Underestimation of Exponential Growth: People often think linearly rather than exponentially, underestimating how quickly quantities grow in processes involving exponential growth, such as compound interest or population growth.
Water-Filled Bottle Trick: A water-filled bottle with a hole at the bottom won't leak if the cap is on tightly because no air can replace the exiting water, defying the expectation that any opening should cause leakage.
Visual Illusions: These demonstrate that what we see can defy our intuition and common sense.
Balancing intuition and common sense with healthy skepticism and empirical testing is crucial to minimizing errors and expanding knowledge. Political and social policies, such as those on crime and health, must be data-driven not ideologically-driven to be effective.
This is why postmodernist skepticism of objectivity and empirical evidence poses significant risks to society and the world. Postmodernism theories are illuminating in the abstract. However, when applied to the real world, it undermines scientific consensus and evidence-based decision-making, potentially leading to harmful outcomes in public health, climate policy, and medicine. This skepticism promotes misinformation, superstition, and pseudoscience, erodes trust in institutions, and fosters political polarization and relativism. By prioritizing ivory tower ideology over factual data, it complicates effective governance and constructive debate.
Maarten Boudry, a Ghent University (Belgium) philosopher of science and well-known skeptic of pseudoscience, does not believe most academics really believe in postmodernism. He argues that they may believe in it in the abstract, but not when applied to specific facts of the real world. He thinks many academics who publicly say they agree that, for example, there are “different ways of knowing,” are being performative to fit in with prevailing politically correct social justice notions. He explains this in the below clip from a lengthy discussion titled “The Ideological Subversion of Science.”
The definition of intuition that use is "recognition of an. incomplete pattern." If you understood the entire pattern, it would be knowledge. When relying on intuition there is always some epistemological deficiency.
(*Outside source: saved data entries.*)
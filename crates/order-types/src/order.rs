//! Order types for the order service.
//!
//! This module defines the persisted order and line item records, the closed
//! status enumerations that govern them, and the payloads used to create and
//! page through orders.

use chrono::{DateTime, Utc};
use rust_decimal::Decimal;
use serde::{Deserialize, Serialize};
use std::fmt;
use std::str::FromStr;
use thiserror::Error;
use uuid::Uuid;

/// A single customer purchase.
///
/// An order is created together with all of its line items and afterwards
/// only its `status` (and `updated_at`) ever changes.
#[derive(Debug, Clone, PartialEq, Serialize, Deserialize)]
pub struct Order {
	/// Unique identifier assigned by the store.
	pub id: Uuid,
	/// Identifier of the user that owns this order.
	pub user_id: String,
	/// Sum of price × quantity over all items, computed at creation.
	#[serde(with = "rust_decimal::serde::float")]
	pub total_amount: Decimal,
	/// Current lifecycle status.
	pub status: OrderStatus,
	/// Payment status. Only the initial value is managed here.
	pub payment_status: PaymentStatus,
	/// Free-form shipping address.
	pub shipping_address: String,
	/// Line items in the order they were submitted.
	///
	/// Left empty by list operations.
	#[serde(default, skip_serializing_if = "Vec::is_empty")]
	pub items: Vec<OrderItem>,
	/// Timestamp when this order was created.
	pub created_at: DateTime<Utc>,
	/// Timestamp of the last status change.
	pub updated_at: DateTime<Utc>,
}

/// One product line of an order.
#[derive(Debug, Clone, PartialEq, Serialize, Deserialize)]
pub struct OrderItem {
	pub id: Uuid,
	pub order_id: Uuid,
	pub product_id: String,
	pub quantity: i32,
	#[serde(with = "rust_decimal::serde::float")]
	pub price: Decimal,
	pub created_at: DateTime<Utc>,
}

/// A line item as submitted by the caller, before it is persisted.
#[derive(Debug, Clone, PartialEq, Serialize, Deserialize)]
pub struct NewOrderItem {
	pub product_id: String,
	pub quantity: i32,
	pub price: Decimal,
}

impl NewOrderItem {
	/// Returns price × quantity for this line, or `None` on overflow.
	pub fn line_total(&self) -> Option<Decimal> {
		self.price.checked_mul(Decimal::from(self.quantity))
	}
}

/// A validated order ready to be written by a store.
///
/// The total is computed by the lifecycle engine; stores persist it unchanged.
#[derive(Debug, Clone, PartialEq)]
pub struct NewOrder {
	pub user_id: String,
	pub shipping_address: String,
	pub total_amount: Decimal,
	pub items: Vec<NewOrderItem>,
}

/// Limit/offset window for list operations.
#[derive(Debug, Clone, Copy, PartialEq, Eq)]
pub struct Page {
	pub limit: i64,
	pub offset: i64,
}

impl Page {
	pub fn new(limit: i64, offset: i64) -> Self {
		Self { limit, offset }
	}
}

/// Compact status view of an order.
#[derive(Debug, Clone, PartialEq, Serialize, Deserialize)]
pub struct OrderStatusView {
	pub order_id: Uuid,
	pub status: OrderStatus,
	pub payment_status: PaymentStatus,
	pub updated_at: DateTime<Utc>,
}

impl From<&Order> for OrderStatusView {
	fn from(order: &Order) -> Self {
		Self {
			order_id: order.id,
			status: order.status,
			payment_status: order.payment_status,
			updated_at: order.updated_at,
		}
	}
}

/// Error returned when a status string is not one of the known values.
#[derive(Debug, Clone, Error, PartialEq, Eq)]
#[error("Unknown {kind} '{value}'")]
pub struct ParseStatusError {
	pub kind: &'static str,
	pub value: String,
}

/// Lifecycle status of an order.
#[derive(Debug, Clone, Copy, PartialEq, Eq, Hash, Serialize, Deserialize)]
#[serde(rename_all = "lowercase")]
pub enum OrderStatus {
	/// Order has been placed and awaits confirmation.
	Pending,
	/// Order has been confirmed.
	Confirmed,
	/// Order is being prepared for shipment.
	Processing,
	/// Order has left the warehouse.
	Shipped,
	/// Order has reached the customer. Terminal.
	Delivered,
	/// Order was cancelled before processing. Terminal.
	Cancelled,
}

impl OrderStatus {
	/// Returns the lowercase wire/database representation.
	pub fn as_str(&self) -> &'static str {
		match self {
			OrderStatus::Pending => "pending",
			OrderStatus::Confirmed => "confirmed",
			OrderStatus::Processing => "processing",
			OrderStatus::Shipped => "shipped",
			OrderStatus::Delivered => "delivered",
			OrderStatus::Cancelled => "cancelled",
		}
	}

	/// Returns an iterator over all variants in lifecycle order.
	pub fn all() -> impl Iterator<Item = Self> {
		[
			Self::Pending,
			Self::Confirmed,
			Self::Processing,
			Self::Shipped,
			Self::Delivered,
			Self::Cancelled,
		]
		.into_iter()
	}
}

impl fmt::Display for OrderStatus {
	fn fmt(&self, f: &mut fmt::Formatter<'_>) -> fmt::Result {
		f.write_str(self.as_str())
	}
}

impl FromStr for OrderStatus {
	type Err = ParseStatusError;

	fn from_str(s: &str) -> Result<Self, Self::Err> {
		Self::all()
			.find(|status| status.as_str() == s)
			.ok_or_else(|| ParseStatusError {
				kind: "order status",
				value: s.to_string(),
			})
	}
}

/// Payment status of an order.
#[derive(Debug, Clone, Copy, PartialEq, Eq, Hash, Serialize, Deserialize)]
#[serde(rename_all = "lowercase")]
pub enum PaymentStatus {
	Pending,
	Completed,
	Failed,
	Refunded,
}

impl PaymentStatus {
	pub fn as_str(&self) -> &'static str {
		match self {
			PaymentStatus::Pending => "pending",
			PaymentStatus::Completed => "completed",
			PaymentStatus::Failed => "failed",
			PaymentStatus::Refunded => "refunded",
		}
	}

	pub fn all() -> impl Iterator<Item = Self> {
		[
			Self::Pending,
			Self::Completed,
			Self::Failed,
			Self::Refunded,
		]
		.into_iter()
	}
}

impl fmt::Display for PaymentStatus {
	fn fmt(&self, f: &mut fmt::Formatter<'_>) -> fmt::Result {
		f.write_str(self.as_str())
	}
}

impl FromStr for PaymentStatus {
	type Err = ParseStatusError;

	fn from_str(s: &str) -> Result<Self, Self::Err> {
		Self::all()
			.find(|status| status.as_str() == s)
			.ok_or_else(|| ParseStatusError {
				kind: "payment status",
				value: s.to_string(),
			})
	}
}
What is important is to identify the missing knowledge and attempt to close the gap.
OTOH, philosophical theories tend to rest on prior intuitions and it is tedious to work through a complete enumeration. Of course, if everyone listed all their priors, we would never get around to an actual discussion.
I would also add that I find the postmodern critique to be a valuable perspective, along side others. There are hard versions and softer versions. Although, to be honest, I believe that the term "objective" is meaningless. It implies a binary between subjective and the real, but if you look at what people are actually saying when they use the term, it is more along the line of "indisputable evidence." Well, is it really indisputable? Calling it objective just preempts the discussion. The whole scientific enterprise is based upon replication of experiments and studies. The fact that 100 or 1000 people have observed something similar really makes the observation intersubjective or communal. It's all experience and as you have often pointed out, experience is fallible. Instead of calling something objective, it would be better to offer an account of the evidence in its favor.